Across the following data, how many lines include the string "tracing"? Reply with the number and nothing more.

(RECORD SET)

//! Per-aircraft rolling position history used for trail rendering.

use std::collections::{HashMap, VecDeque};

use chrono::{DateTime, Utc};

use crate::models::{FlightPath, PathCollection, Position, TrackPoint};

/// Maximum number of points kept per aircraft.
pub const MAX_TRACK_POINTS: usize = 30;

/// Ordered history of recent positions, keyed by aircraft id.
///
/// Aircraft are kept in first-seen order. Histories survive an aircraft
/// dropping out of a batch and are only removed by [`TrajectoryStore::clear`].
#[derive(Debug, Clone)]
pub struct TrajectoryStore {
    max_points: usize,
    order: Vec<String>,
    tracks: HashMap<String, VecDeque<TrackPoint>>,
}

impl Default for TrajectoryStore {
    fn default() -> Self {
        Self::new(MAX_TRACK_POINTS)
    }
}

impl TrajectoryStore {
    pub fn new(max_points: usize) -> Self {
        Self {
            max_points: max_points.max(1),
            order: Vec::new(),
            tracks: HashMap::new(),
        }
    }

    /// Append a point to the aircraft's history.
    ///
    /// Returns `false` when the point was dropped because its lon/lat equals
    /// the last stored point. The oldest point is evicted once the cap is hit.
    pub fn record(&mut self, id: &str, position: Position, timestamp: DateTime<Utc>) -> bool {
        if !self.tracks.contains_key(id) {
            self.order.push(id.to_string());
        }
        let max_points = self.max_points;
        let track = self
            .tracks
            .entry(id.to_string())
            .or_insert_with(|| VecDeque::with_capacity(max_points));

        if let Some(last) = track.back() {
            if last.lon == position.lon && last.lat == position.lat {
                return false;
            }
        }

        if track.len() >= self.max_points {
            track.pop_front();
        }
        track.push_back(TrackPoint {
            lon: position.lon,
            lat: position.lat,
            altitude_m: position.altitude_m,
            timestamp,
        });
        true
    }

    /// Trails for every aircraft with at least two points, in first-seen order.
    pub fn as_path_collection(&self) -> PathCollection {
        let paths = self
            .order
            .iter()
            .filter_map(|id| {
                let track = self.tracks.get(id)?;
                if track.len() < 2 {
                    return None;
                }
                Some(FlightPath {
                    id: id.clone(),
                    points: track.iter().copied().collect(),
                })
            })
            .collect();
        PathCollection { paths }
    }

    pub fn track(&self, id: &str) -> Option<&VecDeque<TrackPoint>> {
        self.tracks.get(id)
    }

    /// Number of aircraft with any recorded history.
    pub fn len(&self) -> usize {
        self.order.len()
    }

    pub fn is_empty(&self) -> bool {
        self.order.is_empty()
    }

    pub fn clear(&mut self) {
        self.order.clear();
        self.tracks.clear();
    }
}
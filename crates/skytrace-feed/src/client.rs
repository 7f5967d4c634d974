//! State-vector feed HTTP client.

use reqwest::{Client, StatusCode};
use skytrace_core::{GeoPoint, StatesResponse};

use crate::config::FeedConfig;
use crate::error::FeedError;

/// HTTP client for the state-vector endpoint.
pub struct FeedClient {
    client: Client,
    states_url: String,
    half_span_deg: f64,
}

impl FeedClient {
    pub fn new(config: &FeedConfig, client: Client) -> Self {
        Self {
            client,
            states_url: config.states_url.clone(),
            half_span_deg: config.query_half_span_deg.abs(),
        }
    }

    /// Fetch raw state vectors inside the query box around `center`.
    pub async fn fetch_states(
        &self,
        center: GeoPoint,
        bearer: Option<&str>,
    ) -> Result<StatesResponse, FeedError> {
        let bbox = [
            ("lamin", (center.lat - self.half_span_deg).max(-90.0)),
            ("lomin", (center.lon - self.half_span_deg).max(-180.0)),
            ("lamax", (center.lat + self.half_span_deg).min(90.0)),
            ("lomax", (center.lon + self.half_span_deg).min(180.0)),
        ];

        let mut request = self.client.get(self.states_url.as_str()).query(&bbox);
        if let Some(token) = bearer {
            request = request.bearer_auth(token);
        }

        let response = request.send().await?;
        match response.status() {
            StatusCode::TOO_MANY_REQUESTS => return Err(FeedError::RateLimited),
            StatusCode::UNAUTHORIZED => return Err(FeedError::Unauthorized),
            status if !status.is_success() => return Err(FeedError::Status(status)),
            _ => {}
        }

        let body = response.bytes().await?;
        Ok(serde_json::from_slice(&body)?)
    }
}
//! WebSocket streaming of tracker snapshots.
//!
//! Each connection is one tracker subscriber. The callback only enqueues;
//! GeoJSON rendering and socket writes happen on the connection task.
use std::sync::Arc;

use axum::{
    extract::{
        ws::{Message, WebSocket, WebSocketUpgrade},
        State,
    },
    response::IntoResponse,
};
use serde_json::json;
use skytrace_core::{PathCollection, Snapshot};
use tokio::sync::mpsc;
use tokio::sync::mpsc::error::TrySendError;

use crate::state::AppState;

/// Handler for WebSocket connections.
pub async fn ws_handler(
    ws: WebSocketUpgrade,
    State(state): State<Arc<AppState>>,
) -> axum::response::Response {
    ws.on_upgrade(move |socket| handle_socket(socket, state))
        .into_response()
}

async fn handle_socket(mut socket: WebSocket, state: Arc<AppState>) {
    let (tx, mut rx) = mpsc::channel::<(Arc<Snapshot>, Arc<PathCollection>)>(state.stream_buffer);

    // Held for the life of the connection; dropping it unsubscribes.
    let _subscription = state.tracker.subscribe(move |snapshot, paths| {
        match tx.try_send((snapshot, paths)) {
            Ok(()) => {}
            // Drop the update; a newer snapshot will arrive soon.
            Err(TrySendError::Full(_)) => tracing::debug!("Stream client lagging; update dropped"),
            Err(TrySendError::Closed(_)) => {}
        }
        Ok(())
    });

    loop {
        tokio::select! {
            incoming = socket.recv() => {
                match incoming {
                    Some(Ok(Message::Ping(payload))) => {
                        if socket.send(Message::Pong(payload)).await.is_err() {
                            break;
                        }
                    }
                    Some(Ok(Message::Close(_))) => break,
                    Some(Ok(_)) => {}
                    Some(Err(_)) | None => break,
                }
            }
            update = rx.recv() => {
                let Some((snapshot, paths)) = update else {
                    break;
                };
                let payload = json!({
                    "type": "snapshot",
                    "flights": snapshot.to_geojson(),
                    "paths": paths.to_geojson(),
                });
                if socket.send(Message::Text(payload.to_string())).await.is_err() {
                    break;
                }
            }
        }
    }

    tracing::debug!("Stream client disconnected");
}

(End RECORD SET)

--- SOLUTION FOR THIS EXERCISE ---
2